Stored data

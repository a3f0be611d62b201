use crate::error::Error;
use ndarray::Array2;
use num_complex::Complex;

/// Eigenvalue backend.
///
/// Polynomials without a closed-form factorization, such as the reverse
/// Bessel polynomials that give the poles of Bessel filters, are solved by
/// computing the eigenvalues of their companion matrix (see
/// [`CompanionRootFinder`](crate::CompanionRootFinder)). This trait abstracts
/// the library that computes these eigenvalues for real square matrices with
/// scalar type `T`.
///
/// The backends are optional and selected with feature flags:
///
/// - `faer-backend` (enabled by default) defines `FaerBackend`, a pure Rust
///   backend using `faer`.
///
/// - `lapack-backend` defines `LapackBackend`, which calls LAPACK through
///   `ndarray_linalg`.
///
/// - `nalgebra-backend` defines `NalgebraBackend`, using `nalgebra`.
pub trait EigenvalueBackend<T> {
    /// Returns the eigenvalues of a real square matrix, in no particular
    /// order.
    ///
    /// # Panics
    ///
    /// Implementations may panic if `matrix` is not square.
    fn eigenvalues(&self, matrix: Array2<T>) -> Result<Vec<Complex<T>>>;
}

type Result<T> = std::result::Result<T, EigenvaluesError>;

/// Error reported by an eigenvalue backend.
///
/// The string describes the failure. It is converted into
/// [`Error::EigenvaluesError`] when it reaches the public API.
#[derive(Debug, Clone, Eq, PartialEq, Hash)]
pub struct EigenvaluesError(pub String);

impl From<EigenvaluesError> for Error {
    fn from(value: EigenvaluesError) -> Error {
        Error::EigenvaluesError(value.0)
    }
}

// Runs an f64 eigenvalue solver on a matrix of another scalar type.
#[cfg(all(
    feature = "num-bigfloat",
    any(feature = "faer-backend", feature = "nalgebra-backend")
))]
fn through_f64<T, F>(matrix: Array2<T>, solve: F) -> Result<Vec<Complex<T>>>
where
    T: crate::Convf64,
    F: FnOnce(Array2<f64>) -> Result<Vec<Complex<f64>>>,
{
    let eig = solve(matrix.map(|x| x.to_f64()))?;
    Ok(eig
        .into_iter()
        .map(|z| Complex::new(T::from_f64(z.re), T::from_f64(z.im)))
        .collect())
}

#[cfg(any(
    feature = "lapack-backend",
    feature = "faer-backend",
    feature = "nalgebra-backend"
))]
macro_rules! default_eigenvalue_doc {
    () => {
        r#" Default eigenvalue backend.

 This is the backend used by [`FilterSession::new`](crate::FilterSession::new)
 and [`PrototypeDispatcher::new`](crate::PrototypeDispatcher::new). It is the
 first backend enabled by the feature flags in this list:

 - `lapack-backend`
 - `faer-backend`
 - `nalgebra-backend`
"#
    };
}

#[doc = default_eigenvalue_doc!()]
#[cfg(feature = "lapack-backend")]
pub type DefaultEigenvalueBackend = LapackBackend;

#[doc = default_eigenvalue_doc!()]
#[cfg(all(not(feature = "lapack-backend"), feature = "faer-backend"))]
pub type DefaultEigenvalueBackend = FaerBackend;

#[doc = default_eigenvalue_doc!()]
#[cfg(all(
    not(any(feature = "lapack-backend", feature = "faer-backend")),
    feature = "nalgebra-backend"
))]
pub type DefaultEigenvalueBackend = NalgebraBackend;

#[cfg(feature = "lapack-backend")]
pub use lapack::LapackBackend;

#[cfg(feature = "lapack-backend")]
mod lapack {
    use super::*;
    use crate::lapack::ToLapack;
    use ndarray_linalg::{EigVals, Scalar, error::LinalgError};

    /// LAPACK eigenvalue backend.
    ///
    /// Uses [`ndarray_linalg`]. Scalars other than `f64` and `f32` are
    /// converted with [`ToLapack`] before calling LAPACK.
    #[derive(Debug, Copy, Clone, Eq, PartialEq, Hash, Default)]
    pub struct LapackBackend {}

    impl<T: ToLapack> EigenvalueBackend<T> for LapackBackend {
        fn eigenvalues(&self, matrix: Array2<T>) -> Result<Vec<Complex<T>>> {
            let eig = T::array_to_lapack(matrix).eigvals()?;
            Ok(eig
                .into_iter()
                .map(|z| {
                    Complex::new(
                        T::from_lapack(&<T::Lapack>::from_real(z.re())),
                        T::from_lapack(&<T::Lapack>::from_real(z.im())),
                    )
                })
                .collect())
        }
    }

    impl From<LinalgError> for EigenvaluesError {
        fn from(value: LinalgError) -> EigenvaluesError {
            EigenvaluesError(value.to_string())
        }
    }
}

#[cfg(feature = "faer-backend")]
pub use faer::FaerBackend;

#[cfg(feature = "faer-backend")]
mod faer {
    use super::*;
    use ::faer::{linalg::evd::EvdError, traits::RealField};
    use faer_ext::IntoFaer;

    #[allow(rustdoc::broken_intra_doc_links)]
    /// faer eigenvalue backend.
    ///
    /// Uses [`faer`](::faer). Scalars supported by `faer` are used natively. A
    /// [`num_bigfloat::BigFloat`] matrix is solved in `f64`.
    #[derive(Debug, Copy, Clone, Eq, PartialEq, Hash, Default)]
    pub struct FaerBackend {}

    /// Scalars that [`FaerBackend`] passes to `faer` without conversion.
    ///
    /// A blanket implementation over [`RealField`] would prevent the
    /// conversion-based implementations for other scalars, since `faer` is
    /// free to implement `RealField` for more types.
    pub trait IsRealField: RealField {}
    impl IsRealField for f64 {}
    impl IsRealField for f32 {}
    impl IsRealField for ::faer::fx128 {}

    impl<T: IsRealField> EigenvalueBackend<T> for FaerBackend {
        fn eigenvalues(&self, matrix: Array2<T>) -> Result<Vec<Complex<T>>> {
            Ok(matrix.view().into_faer().eigenvalues()?)
        }
    }

    #[cfg(feature = "num-bigfloat")]
    impl EigenvalueBackend<num_bigfloat::BigFloat> for FaerBackend {
        fn eigenvalues(
            &self,
            matrix: Array2<num_bigfloat::BigFloat>,
        ) -> Result<Vec<Complex<num_bigfloat::BigFloat>>> {
            through_f64(matrix, |m| Ok(m.view().into_faer().eigenvalues()?))
        }
    }

    impl From<EvdError> for EigenvaluesError {
        fn from(value: EvdError) -> EigenvaluesError {
            match value {
                EvdError::NoConvergence => EigenvaluesError("no convergence".to_string()),
            }
        }
    }
}

#[cfg(feature = "nalgebra-backend")]
pub use nalgebra::NalgebraBackend;

#[cfg(feature = "nalgebra-backend")]
mod nalgebra {
    use super::*;
    use ::nalgebra::{DMatrix, RealField};

    #[allow(rustdoc::broken_intra_doc_links)]
    /// nalgebra eigenvalue backend.
    ///
    /// Uses [`nalgebra`](::nalgebra), natively for `f32` and `f64`. A
    /// [`num_bigfloat::BigFloat`] matrix is solved in `f64`.
    #[derive(Debug, Copy, Clone, Eq, PartialEq, Hash, Default)]
    pub struct NalgebraBackend {}

    /// Scalars that [`NalgebraBackend`] passes to `nalgebra` without
    /// conversion.
    pub trait IsRealField: RealField {}
    impl IsRealField for f64 {}
    impl IsRealField for f32 {}

    fn solve<T: IsRealField>(matrix: Array2<T>) -> Vec<Complex<T>> {
        let (rows, cols) = matrix.dim();
        // ndarray iterates in row-major order.
        let matrix = DMatrix::from_row_iterator(rows, cols, matrix);
        matrix.complex_eigenvalues().iter().cloned().collect()
    }

    impl<T: IsRealField> EigenvalueBackend<T> for NalgebraBackend {
        fn eigenvalues(&self, matrix: Array2<T>) -> Result<Vec<Complex<T>>> {
            Ok(solve(matrix))
        }
    }

    #[cfg(feature = "num-bigfloat")]
    impl EigenvalueBackend<num_bigfloat::BigFloat> for NalgebraBackend {
        fn eigenvalues(
            &self,
            matrix: Array2<num_bigfloat::BigFloat>,
        ) -> Result<Vec<Complex<num_bigfloat::BigFloat>>> {
            through_f64(matrix, |m| Ok(solve(m)))
        }
    }
}

#[cfg(all(
    test,
    any(
        feature = "faer-backend",
        feature = "lapack-backend",
        feature = "nalgebra-backend"
    )
))]
mod test {
    use super::*;
    use ndarray::array;

    #[test]
    fn rotation_eigenvalues() {
        // Companion matrix of s^2 + 1.
        let matrix = array![[0.0f64, -1.0], [1.0, 0.0]];
        let mut eig = DefaultEigenvalueBackend::default()
            .eigenvalues(matrix)
            .unwrap();
        eig.sort_by(|a, b| a.im.total_cmp(&b.im));
        assert!((eig[0] - Complex::new(0.0, -1.0)).norm() < 1e-12);
        assert!((eig[1] - Complex::new(0.0, 1.0)).norm() < 1e-12);
    }

    #[test]
    fn bessel_companion_eigenvalues() {
        // Companion matrix of the reverse Bessel polynomial s^2 + 3s + 3.
        let matrix = array![[-3.0f64, -3.0], [1.0, 0.0]];
        for z in DefaultEigenvalueBackend::default()
            .eigenvalues(matrix)
            .unwrap()
        {
            assert!((z.re + 1.5).abs() < 1e-12);
            assert!((z.im.abs() - 0.75f64.sqrt()).abs() < 1e-12);
        }
    }

    #[test]
    fn error_conversion() {
        let err: Error = EigenvaluesError("no convergence".to_string()).into();
        assert_eq!(err, Error::EigenvaluesError("no convergence".to_string()));
    }
}
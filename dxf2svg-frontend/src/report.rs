use dxf2svg_engine::DiagnosticReport;

/// 诊断报告的输出格式。
#[derive(Debug, Clone, Copy, PartialEq, Eq, Default)]
pub enum ReportFormat {
    #[default]
    Text,
    Json,
}

pub fn format_report(
    report: &DiagnosticReport,
    format: ReportFormat,
) -> Result<String, serde_json::Error> {
    match format {
        ReportFormat::Text => Ok(report.to_string()),
        ReportFormat::Json => serde_json::to_string_pretty(report),
    }
}
/// 在节点区间 `[knots[span], knots[span + 1]]` 内用 de Boor 算法求有理样条上的点。
fn de_boor(span: usize, u: f64, degree: usize, knots: &[f64], control: &[DVec3]) -> DVec2 {
    let mut points: Vec<DVec3> = (0..=degree).map(|j| control[j + span - degree]).collect();
    for r in 1..=degree {
        for j in (r..=degree).rev() {
            let i = j + span - degree;
            let denominator = knots[i + degree + 1 - r] - knots[i];
            let alpha = if denominator.abs() <= f64::EPSILON {
                0.0
            } else {
                (u - knots[i]) / denominator
            };
            points[j] = points[j - 1] * (1.0 - alpha) + points[j] * alpha;
        }
    }
    let point = points[degree];
    DVec2::new(point.x / point.z, point.y / point.z)
}

fn project_solid(solid: &Solid, path: &mut PathBuilder<'_>) -> Result<(), ProjectionError> {
    let mut corners = [DVec2::ZERO; 4];
    for (slot, vertex) in corners.iter_mut().zip(&solid.vertices) {
        *slot = finite(*vertex, "SOLID 顶点")?;
    }
    // 第 3、4 点交换后才是轮廓顺序。
    path.move_to(corners[0]);
    path.line_to(corners[1]);
    path.line_to(corners[3]);
    path.line_to(corners[2]);
    path.close();
    Ok(())
}

fn project_face(face: &ThreeDFace, path: &mut PathBuilder<'_>) -> Result<(), ProjectionError> {
    let mut corners = [DVec2::ZERO; 4];
    for (slot, vertex) in corners.iter_mut().zip(&face.vertices) {
        *slot = finite(vertex.to_point2(), "3DFACE 顶点")?;
    }
    path.move_to(corners[0]);
    for edge in 0..4 {
        let next = corners[(edge + 1) % 4];
        if face.invisible_edges[edge] {
            path.move_to(next);
        } else {
            path.line_to(next);
        }
    }
    Ok(())
}

/// 每条边界输出一条闭合子路径。
fn project_hatch(hatch: &Hatch, path: &mut PathBuilder<'_>) -> Result<(), ProjectionError> {
    for boundary in &hatch.boundaries {
        match boundary {
            HatchBoundary::Polyline(vertices) => {
                let count = vertices.len();
                if count < 2 {
                    return Err(ProjectionError::TooFewVertices { count });
                }
                check_vertices(vertices)?;
                path.move_to(vertices[0].position.as_vec2());
                for (index, vertex) in vertices.iter().enumerate() {
                    let next = &vertices[(index + 1) % count];
                    append_bulge_segment(
                        path,
                        vertex.position.as_vec2(),
                        next.position.as_vec2(),
                        vertex.bulge,
                    );
                }
                path.close();
            }
            HatchBoundary::Edges(edges) => {
                let mut started = false;
                for edge in edges {
                    append_hatch_edge(edge, path, &mut started)?;
                }
                if started {
                    path.close();
                }
            }
        }
    }
    Ok(())
}

fn append_hatch_edge(
    edge: &HatchEdge,
    path: &mut PathBuilder<'_>,
    started: &mut bool,
) -> Result<(), ProjectionError> {
    match edge {
        HatchEdge::Line { start, end } => {
            let start = finite(*start, "HATCH 直线边")?;
            let end = finite(*end, "HATCH 直线边")?;
            path.connect(start, started);
            path.line_to(end);
        }
        HatchEdge::Arc {
            center,
            radius,
            start_angle,
            end_angle,
            counter_clockwise,
        } => {
            let center = finite(*center, "HATCH 圆弧边")?;
            let radius = checked_radius(*radius, "HATCH 圆弧边半径")?;
            let start = finite_scalar(*start_angle, "HATCH 圆弧边起始角")?;
            let end = finite_scalar(*end_angle, "HATCH 圆弧边终止角")?;
            let (start, end) = HatchEdge::oriented(start, end, *counter_clockwise);
            let (start, sweep) = directed_sweep(start, end, *counter_clockwise);
            let curve = EllipticArc::circular(center, radius);
            path.connect(curve.point(start), started);
            if radius > 0.0 {
                curve.append(path, start, sweep);
            }
        }
        HatchEdge::Ellipse {
            center,
            major_axis,
            ratio,
            start_parameter,
            end_parameter,
            counter_clockwise,
        } => {
            let curve = checked_ellipse(*center, *major_axis, *ratio, "HATCH 椭圆边")?;
            let start = finite_scalar(*start_parameter, "HATCH 椭圆边起始参数")?;
            let end = finite_scalar(*end_parameter, "HATCH 椭圆边终止参数")?;
            let (start, end) = HatchEdge::oriented(start, end, *counter_clockwise);
            let (start, sweep) = directed_sweep(start, end, *counter_clockwise);
            path.connect(curve.point(start), started);
            curve.append(path, start, sweep);
        }
        HatchEdge::Spline {
            degree,
            control_points,
            knot_values,
            weights,
        } => {
            let spline = Spline {
                degree: *degree,
                is_closed: false,
                is_rational: !weights.is_empty(),
                control_points: control_points.clone(),
                fit_points: Vec::new(),
                knot_values: knot_values.clone(),
                weights: weights.clone(),
                layer: String::new(),
                color: None,
            };
            for point in spline_points(&spline)? {
                path.connect(point, started);
            }
        }
    }
    Ok(())
}

fn finite(point: Point2, what: &'static str) -> Result<DVec2, ProjectionError> {
    if point.is_finite() {
        Ok(point.as_vec2())
    } else {
        Err(ProjectionError::NonFinite { what })
    }
}

fn finite_vector(vector: Vector2, what: &'static str) -> Result<DVec2, ProjectionError> {
    if vector.is_finite() {
        Ok(vector.as_vec2())
    } else {
        Err(ProjectionError::NonFinite { what })
    }
}

fn finite_scalar(value: f64, what: &'static str) -> Result<f64, ProjectionError> {
    if value.is_finite() {
        Ok(value)
    } else {
        Err(ProjectionError::NonFinite { what })
    }
}

fn checked_radius(radius: f64, what: &'static str) -> Result<f64, ProjectionError> {
    let radius = finite_scalar(radius, what)?;
    if radius < 0.0 {
        return Err(ProjectionError::NegativeRadius { radius });
    }
    Ok(radius)
}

== Task to carry out ==
Report how many lines in this data include the string "EvdError", and nothing else.

== Response box ==
4